In the figure monopolistic competition vi in the long run firms will
44)In longrun equilibrium, a firm in monopolistic competition earns A)a normal profit. B)an economic profit but the economic profit is less than it would be if the firm was a monopoly.(Figure: Monopolistic Competition) Refer to the figure. Suppose the figure represents a firm that operates in a monopolistic competitive market. In this market, in the long run you would expect: in the figure monopolistic competition vi in the long run firms will
(Figure: Monopolistic Competition VI) In the figure, firms, in the long run, will: 18. In the long run monopolistically competitive firms produce less than the output at which average total cost is minimized. This is referred to as: 19. Toby operates a small deli downtown.

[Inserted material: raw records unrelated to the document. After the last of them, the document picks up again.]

use crate::merge::{reduce, CycleResults};
use crate::model::{Fallback, NowPlaying};
use crate::protocol::{DaemonState, PlayerView};
use chrono::Local;
use std::collections::BTreeMap;
use std::path::{Path, PathBuf};
use std::sync::Arc;
use tokio::sync::RwLock;

/// Durable key/value file, laid out like browser storage: a flat JSON object
/// of string values.  Only the favorite key is ever written; other keys found
/// in the file are preserved.
#[derive(Debug, Clone)]
pub struct FavoriteStore {
    path: PathBuf,
    key: String,
}

impl FavoriteStore {
    pub fn new(path: impl Into<PathBuf>, key: impl Into<String>) -> Self {
        Self {
            path: path.into(),
            key: key.into(),
        }
    }

    pub fn path(&self) -> &Path {
        &self.path
    }

    /// The flag is set only when the key holds the literal `"true"`.
    pub async fn read(&self) -> anyhow::Result<bool> {
        let map = self.load_map().await?;
        Ok(map.get(&self.key).map(String::as_str) == Some("true"))
    }

    pub async fn write(&self, favorite: bool) -> anyhow::Result<()> {
        let mut map = self.load_map().await?;
        if favorite {
            map.insert(self.key.clone(), "true".to_string());
        } else {
            map.remove(&self.key);
        }

        if let Some(parent) = self.path.parent() {
            tokio::fs::create_dir_all(parent).await?;
        }
        // Sibling temp file renamed into place
        let json = serde_json::to_string_pretty(&map)?;
        let tmp = self.tmp_path();
        tokio::fs::write(&tmp, json).await?;
        if let Err(e) = tokio::fs::rename(&tmp, &self.path).await {
            let _ = tokio::fs::remove_file(&tmp).await;
            return Err(e.into());
        }
        Ok(())
    }

    fn tmp_path(&self) -> PathBuf {
        let mut name = self.path.file_name().unwrap_or_default().to_os_string();
        name.push(".tmp");
        self.path.with_file_name(name)
    }

    async fn load_map(&self) -> anyhow::Result<BTreeMap<String, String>> {
        match tokio::fs::read_to_string(&self.path).await {
            Ok(content) if content.trim().is_empty() => Ok(BTreeMap::new()),
            Ok(content) => Ok(serde_json::from_str(&content)?),
            Err(e) if e.kind() == std::io::ErrorKind::NotFound => Ok(BTreeMap::new()),
            Err(e) => Err(e.into()),
        }
    }
}

pub struct StateManager {
    state: Arc<RwLock<DaemonState>>,
    favorites: FavoriteStore,
}

impl StateManager {
    /// Build the initial state.  The favorite flag is read from storage here;
    /// an unreadable file counts as "not favorited".
    pub async fn new(fallback: &Fallback, player: PlayerView, favorites: FavoriteStore) -> Self {
        let favorite = match favorites.read().await {
            Ok(v) => v,
            Err(e) => {
                tracing::warn!("Failed to read {}: {}", favorites.path().display(), e);
                false
            }
        };

        let state = DaemonState {
            rev: 1,
            now_playing: NowPlaying::initial(fallback),
            player,
            favorite,
        };

        Self {
            state: Arc::new(RwLock::new(state)),
            favorites,
        }
    }

    pub async fn get_state(&self) -> DaemonState {
        self.state.read().await.clone()
    }

    pub async fn rev(&self) -> u64 {
        self.state.read().await.rev
    }

    /// Merge a settled cycle into the display model.
    pub async fn apply_cycle(&self, results: &CycleResults, fallback: &Fallback) -> NowPlaying {
        let mut state = self.state.write().await;
        let next = reduce(&state.now_playing, results, fallback, Local::now());
        state.now_playing = next.clone();
        state.rev += 1;
        next
    }

    pub async fn set_refreshing(&self, refreshing: bool) {
        let mut state = self.state.write().await;
        if state.now_playing.refreshing != refreshing {
            state.now_playing.refreshing = refreshing;
            state.rev += 1;
        }
    }

    /// Returns whether anything changed.
    pub async fn set_player(&self, player: PlayerView) -> bool {
        let mut state = self.state.write().await;
        if state.player == player {
            return false;
        }
        state.player = player;
        state.rev += 1;
        true
    }

    pub async fn favorite(&self) -> bool {
        self.state.read().await.favorite
    }

    /// Flip the persisted flag, then read it back.  The returned value is
    /// what storage holds, not what was intended.
    pub async fn toggle_favorite(&self) -> anyhow::Result<bool> {
        let mut state = self.state.write().await;
        let current = self.favorites.read().await?;
        self.favorites.write(!current).await?;
        let persisted = self.favorites.read().await?;
        state.favorite = persisted;
        state.rev += 1;
        Ok(persisted)
    }
}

(Figure: Monopolistic Competition VI) In the figure Monopolistic Competition VI, in the long run firms will: A) enter this market until all firms earn a zero economic profit. B) exit this market until all remaining firms earn a zero economic profit. C) enter this market, leading to excess profit for all of the firms. This is the ideal or optimum output which firms produce in the longrun. Under monopolistic competition the demand curve facing the individual firm is not horizontal as under perfect competition, but it is downward sloping. A downward sloping demand curve cannotin the figure monopolistic competition vi in the long run firms will Monopolistic Competition in the Longrun. At this point, the firm's economic profits are zero, and there is no longer any incentive for new firms to enter the market. Thus, in the longrun, the competition brought about by the entry of new firms will cause each firm in a monopolistically competitive market to earn normal profits, just like a perfectly competitive firm.